Vitor Fernão PIRES1,2, Manuel GUERREIRO1, João F. MARTINS3,5, Jose Fernando SILVA2,4
ESTSetubal- Inst. Politécnico Setúbal (1), CIEEE(2), FCT- Univ. Nova de Lisboa (3), IST-T U Lisbon (4) UNINOVA-CTS (5)
Three-Phase PWM Rectifier Employing Two Single-Phase
Buck-Boost PFC Modules and a Scott Transformer
Abstract. In this paper it is proposed a unity power factor isolated three-phase rectifier with buck-boost characteristics. This rectifier is based on the
Scott transformer and only uses two single-phase buck-boost rectifiers. In this way only two switches are used. To achieve sinusoidal input current
and high power factor, a fast and robust pulse width sliding mode modulation of the input current is proposed. An output voltage compensator is also
used to establish the amplitude of the reference currents. Several results are presented in order to show the effectiveness of the proposed rectifier.

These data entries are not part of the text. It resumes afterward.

#[cfg(test)]
mod tests {
    use super::*;

    fn line(price: i64, offer: i64, quantity: i32) -> PricedLine {
        PricedLine {
            product_id: Uuid::new_v4(),
            quantity,
            unit_price: BigDecimal::from(price),
            unit_offer: BigDecimal::from(offer),
        }
    }

    #[test]
    fn forward_path_moves_one_step_at_a_time() {
        let mut status = ItemStatus::Processing;
        while let Some(next) = status.next() {
            status = status.transition(next).unwrap();
        }
        assert_eq!(status, ItemStatus::Delivered);
    }

    #[test]
    fn forward_path_cannot_skip_states() {
        assert!(ItemStatus::Processing
            .transition(ItemStatus::Prepared)
            .is_err());
        assert!(ItemStatus::InPreparation
            .transition(ItemStatus::Delivered)
            .is_err());
        assert!(ItemStatus::Prepared
            .transition(ItemStatus::InPreparation)
            .is_err());
    }

    #[test]
    fn cancellation_only_before_prepared() {
        assert!(ItemStatus::Processing
            .transition(ItemStatus::Cancelled)
            .is_ok());
        assert!(ItemStatus::InPreparation
            .transition(ItemStatus::Cancelled)
            .is_ok());
        for status in [
            ItemStatus::Prepared,
            ItemStatus::OnTheWay,
            ItemStatus::Delivered,
            ItemStatus::Cancelled,
        ] {
            assert!(status.transition(ItemStatus::Cancelled).is_err());
        }
    }

    #[test]
    fn terminal_states_accept_nothing() {
        for target in ItemStatus::ALL {
            assert!(ItemStatus::Delivered.transition(target).is_err());
            assert!(ItemStatus::Cancelled.transition(target).is_err());
        }
    }

    #[test]
    fn status_strings_round_trip() {
        for status in ItemStatus::ALL {
            assert_eq!(ItemStatus::parse(status.as_str()), Some(status));
        }
        assert_eq!(ItemStatus::parse("shipped"), None);
    }

    #[test]
    fn totals_with_coupon_and_offer() {
        // 500 cart, 10% coupon, 20 of product offers
        let lines = vec![line(200, 10, 2), line(100, 0, 1)];
        let totals = compute_totals(&lines, Some(10));

        assert_eq!(totals.total_amount, BigDecimal::from(500));
        assert_eq!(totals.coupon_discount, BigDecimal::from(50));
        assert_eq!(totals.product_offer_amount, BigDecimal::from(20));
        assert_eq!(totals.final_amount, BigDecimal::from(430));
    }

    #[test]
    fn totals_without_coupon() {
        let totals = compute_totals(&[line(120, 20, 3)], None);
        assert_eq!(totals.total_amount, BigDecimal::from(360));
        assert_eq!(totals.coupon_discount, BigDecimal::zero());
        assert_eq!(totals.final_amount, BigDecimal::from(300));
    }

    #[test]
    fn paid_share_prorates_coupon() {
        let lines = vec![line(300, 0, 1), line(100, 10, 1)];
        let totals = compute_totals(&lines, None);
        let mut order = Order::new(Uuid::new_v4(), Uuid::new_v4(), &totals);
        order.attach_coupon("SAVE10", percentage_of(&order.total_amount, 10));

        let first = OrderItem::new(order.id, &lines[0]);
        let second = OrderItem::new(order.id, &lines[1]);

        let items = vec![first.clone(), second.clone()];

        // discount 40 split 30 / 10
        assert_eq!(order.paid_share(&items, first.id), BigDecimal::from(270));
        assert_eq!(order.paid_share(&items, second.id), BigDecimal::from(80));
        assert_eq!(order.final_amount, BigDecimal::from(350));
    }

    #[test]
    fn line_shares_sum_to_what_was_paid() {
        let price: BigDecimal = "10.05".parse().unwrap();
        let lines: Vec<PricedLine> = (0..3)
            .map(|_| PricedLine {
                product_id: Uuid::new_v4(),
                quantity: 1,
                unit_price: price.clone(),
                unit_offer: BigDecimal::zero(),
            })
            .collect();
        let totals = compute_totals(&lines, None);
        let mut order = Order::new(Uuid::new_v4(), Uuid::new_v4(), &totals);
        order.attach_coupon("SAVE10", percentage_of(&order.total_amount, 10));
        let items: Vec<OrderItem> = lines
            .iter()
            .map(|line| OrderItem::new(order.id, line))
            .collect();

        let coupon_total = order
            .coupon_allocation(&items)
            .into_iter()
            .fold(BigDecimal::zero(), |acc, (_, share)| acc + share);
        assert_eq!(coupon_total, order.coupon_discount_amount);

        let paid_total = items
            .iter()
            .map(|item| order.paid_share(&items, item.id))
            .fold(BigDecimal::zero(), |acc, share| acc + share);
        assert_eq!(paid_total, order.final_amount);
    }

    #[test]
    fn unknown_line_has_no_share() {
        let lines = vec![line(100, 0, 1)];
        let totals = compute_totals(&lines, None);
        let order = Order::new(Uuid::new_v4(), Uuid::new_v4(), &totals);
        let items = vec![OrderItem::new(order.id, &lines[0])];

        assert_eq!(order.paid_share(&items, Uuid::new_v4()), BigDecimal::zero());
    }

    #[test]
    fn order_visibility_by_initiator() {
        let totals = compute_totals(&[line(10, 0, 1)], None);
        let order = Order::new(Uuid::new_v4(), Uuid::new_v4(), &totals);

        assert!(order.visible_to(Initiator::User(order.user_id)));
        assert!(order.visible_to(Initiator::Restaurant(order.restaurant_id)));
        assert!(order.visible_to(Initiator::System));
        assert!(!order.visible_to(Initiator::User(Uuid::new_v4())));
    }
}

Streszczenie. W artykule przedstawiono izolowany prostownik trójfazowy o jednostkowym współczynniku mocy i charakterystyce typu Buck-boost.

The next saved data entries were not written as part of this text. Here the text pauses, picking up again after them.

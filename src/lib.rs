pub mod adapters;
pub mod cli;
pub mod config;
pub mod db;
pub mod domain;
pub mod error;
pub mod gateway;
pub mod handlers;
pub mod middleware;
pub mod ports;
pub mod services;
pub mod validation;

use axum::{
    middleware as axum_middleware,
    routing::{get, patch, post},
    Router,
};
use std::sync::Arc;
use tower_http::cors::CorsLayer;

use crate::config::Settings;
use crate::gateway::PaymentGateway;
use crate::ports::Store;
use crate::services::{
    CouponEngine, OrderLedger, PaymentReconciler, ReferralSettlement, ReportService, WalletLedger,
};

#[derive(Clone)]
pub struct AppState {
    pub store: Arc<dyn Store>,
    pub orders: OrderLedger,
    pub coupons: CouponEngine,
    pub payments: PaymentReconciler,
    pub wallet: WalletLedger,
    pub referrals: ReferralSettlement,
    pub reports: ReportService,
    pub webhook_secret: String,
    pub admin_api_key: String,
}

impl AppState {
    pub fn new(
        store: Arc<dyn Store>,
        gateway: Arc<dyn PaymentGateway>,
        settings: &Settings,
        webhook_secret: String,
        admin_api_key: String,
    ) -> Self {
        Self {
            orders: OrderLedger::new(store.clone()),
            coupons: CouponEngine::new(store.clone(), settings.coupon_policy()),
            payments: PaymentReconciler::new(store.clone(), gateway),
            wallet: WalletLedger::new(store.clone()),
            referrals: ReferralSettlement::new(
                store.clone(),
                settings.referral_reward_amount.clone(),
            ),
            reports: ReportService::new(store.clone()),
            store,
            webhook_secret,
            admin_api_key,
        }
    }
}

pub fn create_app(state: AppState) -> Router {
    use handlers::{callback, coupons, orders, payments, referral, reports, wallet};

    let user_routes = Router::new()
        .route("/cart/add", post(orders::add_to_cart))
        .route("/cart/all", get(orders::cart))
        .route("/order/placeorder", post(orders::place_order))
        .route("/order/applycoupon", post(coupons::apply_coupon))
        .route("/order/initiatepayment", post(payments::initiate_payment))
        .route("/order/payment/confirm", post(payments::confirm_payment))
        .route("/order/cancel", post(orders::cancel_item))
        .route("/order/history", get(orders::order_history))
        .route("/order/:order_id", get(orders::get_order))
        .route("/order/:order_id/payments", get(payments::order_payments))
        .route("/coupon/cart/:couponcode", get(coupons::preview_coupon))
        .route("/wallet/all", get(wallet::user_wallet))
        .route("/referral/activate", patch(referral::activate))
        .route("/referral/claim", get(referral::claim))
        .route("/referral/stats", get(referral::stats));

    let restaurant_routes = Router::new()
        .route("/order/nextstatus", post(orders::next_status))
        .route("/order/history/:status", get(orders::restaurant_history))
        .route("/order/:order_id", get(orders::get_order))
        .route("/order/:order_id/payments", get(payments::order_payments))
        .route("/wallet/all", get(wallet::restaurant_wallet));

    let admin_routes = Router::new()
        .route("/coupon/create", post(coupons::create_coupon))
        .route("/coupon/update", patch(coupons::update_coupon))
        .route_layer(axum_middleware::from_fn_with_state(
            state.clone(),
            middleware::auth::admin_auth,
        ));

    let public_routes = Router::new()
        .route("/coupon/all", get(coupons::list_coupons))
        .route("/report/orders", get(reports::order_counts));

    Router::new()
        .route("/health", get(handlers::health))
        .route("/gateway/payment/callback", post(callback::payment_callback))
        .nest("/user", user_routes)
        .nest("/restaurant", restaurant_routes)
        .nest("/admin", admin_routes)
        .nest("/public", public_routes)
        .layer(axum_middleware::from_fn(
            middleware::request_logger::request_logger_middleware,
        ))
        .layer(CorsLayer::permissive())
        .with_state(state)
}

Prostownik ten powstał na bazie układu transformatora Scotta z zastosowaniem tylko dwóch jednofazowych prostowników Buck-boost. Tym
sposobem ograniczono ilość użytych kluczy do dwóch. W celu osiągnięcia sinusoidalnego prądu wejściowego i wysokiej wartości współczynnika
mocy, zaproponowano szybką i stabilną modulację szerokościową ze sterowaniem ślizgowym prądu wejściowego. Kompensator napięcia
wyjściowego jest użyty w celu ustalenia amplitudy prądów referencyjnych. Wybrane rezultaty zaprezentowano w celu zobrazowania efektywności
proponowanego prostownika (Trójfazowy prostownik PWM z zastosowaniem dwóch jednofazowych modułów PFC typu Buck-Boost i
transformatora Scotta).
Keywords: Buck.Boost, Three-Phase Rectifier, Scott Transformer.

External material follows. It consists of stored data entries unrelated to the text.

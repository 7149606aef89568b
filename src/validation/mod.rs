use bigdecimal::BigDecimal;
use std::fmt;

pub const COUPON_CODE_MAX_LEN: usize = 20;
pub const MAX_LINE_QUANTITY: i32 = 50;

#[derive(Debug, Clone, PartialEq, Eq)]
pub struct ValidationError {
    pub field: &'static str,
    pub message: String,
}

impl ValidationError {
    pub fn new(field: &'static str, message: impl Into<String>) -> Self {
        Self {
            field,
            message: message.into(),
        }
    }
}

impl fmt::Display for ValidationError {
    fn fmt(&self, f: &mut fmt::Formatter<'_>) -> fmt::Result {
        write!(f, "{}: {}", self.field, self.message)
    }
}

impl std::error::Error for ValidationError {}

pub type ValidationResult = Result<(), ValidationError>;

pub fn sanitize_string(value: &str) -> String {
    value
        .chars()
        .filter(|ch| !ch.is_control())
        .collect::<String>()
        .split_whitespace()
        .collect::<Vec<_>>()
        .join(" ")
}

pub fn validate_required(field: &'static str, value: &str) -> ValidationResult {
    if value.trim().is_empty() {
        return Err(ValidationError::new(field, "must not be empty"));
    }

    Ok(())
}

pub fn validate_max_len(field: &'static str, value: &str, max_len: usize) -> ValidationResult {
    if value.len() > max_len {
        return Err(ValidationError::new(
            field,
            format!("must be at most {} characters", max_len),
        ));
    }

    Ok(())
}

/// Coupon codes are short upper-case alphanumerics, e.g. `SAVE10`.
pub fn validate_coupon_code(code: &str) -> ValidationResult {
    validate_required("coupon_code", code)?;
    validate_max_len("coupon_code", code, COUPON_CODE_MAX_LEN)?;

    if !code
        .chars()
        .all(|ch| ch.is_ascii_uppercase() || ch.is_ascii_digit())
    {
        return Err(ValidationError::new(
            "coupon_code",
            "must contain only uppercase letters and digits",
        ));
    }

    Ok(())
}

pub fn validate_quantity(quantity: i32) -> ValidationResult {
    if quantity < 1 || quantity > MAX_LINE_QUANTITY {
        return Err(ValidationError::new(
            "quantity",
            format!("must be between 1 and {}", MAX_LINE_QUANTITY),
        ));
    }

    Ok(())
}

pub fn validate_positive_amount(amount: &BigDecimal) -> ValidationResult {
    if amount <= &BigDecimal::from(0) {
        return Err(ValidationError::new("amount", "must be greater than zero"));
    }

    Ok(())
}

Słowa kluczowe: Przemiennik Buck-Boost, prostownik trójfazowy, transformator Scotta
Introduction
Current harmonics produced by nonlinear loads
increase power cable losses having a negative impact on
the electric utility distribution systems and components. The
most common sources of harmonics are power electronic
loads such as adjustable speed drives and switching power
supplies. These loads use diodes, power transistors, and
other electronic switching devices to either chop waveforms
to control power, or to convert 50/60Hz AC to DC. They
offer
tremendous
advantages
in
efficiency
and
controllability. However, they draw non-sinusoidal currents
from AC power systems, and these currents produce
voltage harmonics due to line and system impedances and,
in some cases, resonance issues appear. International
standards have been introduced to enforce the limits of the
line current harmonic content of equipment connected to
the ac mains.
To satisfy the requirements of these standards,
concerning the quality of the supply current waveform of the
ac-dc converters, several circuit topologies using
controllable switches have been developed. The most used
design is the Boost type [1, 2, 3]. The line-input current of
this rectifier is shaped almost like a sinusoidal waveform to
show a near-unity power factor. Another advantage of this
rectifier types, is that, they can pre-regulate the dc output
voltage. Several single and three-phase topologies with
different switch count have been developed. Many of these
rectifiers present galvanic isolation. However, for many
medium and high power applications low frequency
isolation is used. In this way, three-phase high power factor
rectifiers based on Scott Transformer have been proposed
[4, 5, 6]. An analysis and practical aspects of rectifiers have
been presented in [7, 8].
Although the Boost converter is the dominant design, it
shows limited capability to bound inrush and dc short-circuit
currents, and its output voltage must be always higher than
the peak of the AC input voltage. These drawbacks limit the
use of this rectifier in situations where it is desirable to
obtain an output voltage smaller than the AC input voltage
peak value and/or effectively bound the inrush and DC
short-circuit current.
Unlike the high power factor boost type rectifier, the
buck-boost type presents the capability to limit inrush and
dc short-circuit currents which is very important for several
applications [9, 10, 11].
In this paper a unity power factor isolated three-phase
buck-boost type is proposed. This rectifier is based on the
Scott Transformer and only uses two switches. To control
the input line currents a pulse width modulator fast sliding
mode controller is proposed. This controller actively shapes
the input line currents achieving a near unity power factor
operation and line input current with nearly sinusoidal
shape, even when the dc inductor current has high ripple.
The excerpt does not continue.